WORK TASK
Write out the records again exactly. Nothing should be dropped.

DATASET
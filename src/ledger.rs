use std::io::Read;
use std::path::Path;

use crate::error::{Result, TallyError};
use crate::importer::{ingest, ingest_file};
use crate::models::{AccountType, Ledger, LedgerEntry, Transaction, TransferPair};
use crate::reconciler::{describe_matches, identify_transfers, TRANSFER_WINDOW_DAYS};

/// Merge two reconciled account collections into one ledger.
///
/// Debit rows precede credit rows before a stable sort by descending post
/// date, so same-day rows keep that order.
pub fn assemble(debit: Vec<Transaction>, credit: Vec<Transaction>, transfers: Vec<TransferPair>) -> Ledger {
    let mut entries: Vec<LedgerEntry> = debit
        .into_iter()
        .chain(credit)
        .map(LedgerEntry::from_transaction)
        .collect();
    entries.sort_by(|a, b| b.post_date.cmp(&a.post_date));
    Ledger { entries, transfers }
}

/// Reconcile and assemble two already-ingested collections.
pub fn build_ledger(
    mut debit: Vec<Transaction>,
    mut credit: Vec<Transaction>,
    window_days: i64,
) -> Result<Ledger> {
    if debit.is_empty() && credit.is_empty() {
        return Err(TallyError::EmptyInput);
    }
    let matches = identify_transfers(&mut debit, &mut credit, window_days);
    let transfers = describe_matches(&debit, &credit, &matches);
    tracing::info!(
        debit_rows = debit.len(),
        credit_rows = credit.len(),
        transfers = transfers.len(),
        "assembled ledger"
    );
    Ok(assemble(debit, credit, transfers))
}

/// Ingest both exports, reconcile transfers, and assemble the ledger.
pub fn process<D: Read, C: Read>(debit_source: D, credit_source: C) -> Result<Ledger> {
    process_with_window(debit_source, credit_source, TRANSFER_WINDOW_DAYS)
}

pub fn process_with_window<D: Read, C: Read>(
    debit_source: D,
    credit_source: C,
    window_days: i64,
) -> Result<Ledger> {
    let debit = ingest(debit_source, AccountType::Debit)?;
    let credit = ingest(credit_source, AccountType::Credit)?;
    build_ledger(debit, credit, window_days)
}

pub fn process_files(debit_path: &Path, credit_path: &Path, window_days: i64) -> Result<Ledger> {
    let debit = ingest_file(debit_path, AccountType::Debit)?;
    let credit = ingest_file(credit_path, AccountType::Credit)?;
    build_ledger(debit, credit, window_days)
}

ANSWER SECTION
filename src/ledger.rs
use std::io::Read;
use std::path::Path;

use crate::error::{Result, TallyError};
use crate::importer::{ingest, ingest_file};
use crate::models::{AccountType, Ledger, LedgerEntry, Transaction, TransferPair};
use crate::reconciler::{describe_matches, identify_transfers, TRANSFER_WINDOW_DAYS};

/// Merge two reconciled account collections into one ledger.
///
/// Debit rows precede credit rows before a stable sort by descending post
/// date, so same-day rows keep that order.
pub fn assemble(debit: Vec<Transaction>, credit: Vec<Transaction>, transfers: Vec<TransferPair>) -> Ledger {
    let mut entries: Vec<LedgerEntry> = debit
        .into_iter()
        .chain(credit)
        .map(LedgerEntry::from_transaction)
        .collect();
    entries.sort_by(|a, b| b.post_date.cmp(&a.post_date));
    Ledger { entries, transfers }
}

/// Reconcile and assemble two already-ingested collections.
pub fn build_ledger(
    mut debit: Vec<Transaction>,
    mut credit: Vec<Transaction>,
    window_days: i64,
) -> Result<Ledger> {
    if debit.is_empty() && credit.is_empty() {
        return Err(TallyError::EmptyInput);
    }
    let matches = identify_transfers(&mut debit, &mut credit, window_days);
    let transfers = describe_matches(&debit, &credit, &matches);
    tracing::info!(
        debit_rows = debit.len(),
        credit_rows = credit.len(),
        transfers = transfers.len(),
        "assembled ledger"
    );
    Ok(assemble(debit, credit, transfers))
}

/// Ingest both exports, reconcile transfers, and assemble the ledger.
pub fn process<D: Read, C: Read>(debit_source: D, credit_source: C) -> Result<Ledger> {
    process_with_window(debit_source, credit_source, TRANSFER_WINDOW_DAYS)
}

pub fn process_with_window<D: Read, C: Read>(
    debit_source: D,
    credit_source: C,
    window_days: i64,
) -> Result<Ledger> {
    let debit = ingest(debit_source, AccountType::Debit)?;
    let credit = ingest(credit_source, AccountType::Credit)?;
    build_ledger(debit, credit, window_days)
}

pub fn process_files(debit_path: &Path, credit_path: &Path, window_days: i64) -> Result<Ledger> {
    let debit = ingest_file(debit_path, AccountType::Debit)?;
    let credit = ingest_file(credit_path, AccountType::Credit)?;
    build_ledger(debit, credit, window_days)
}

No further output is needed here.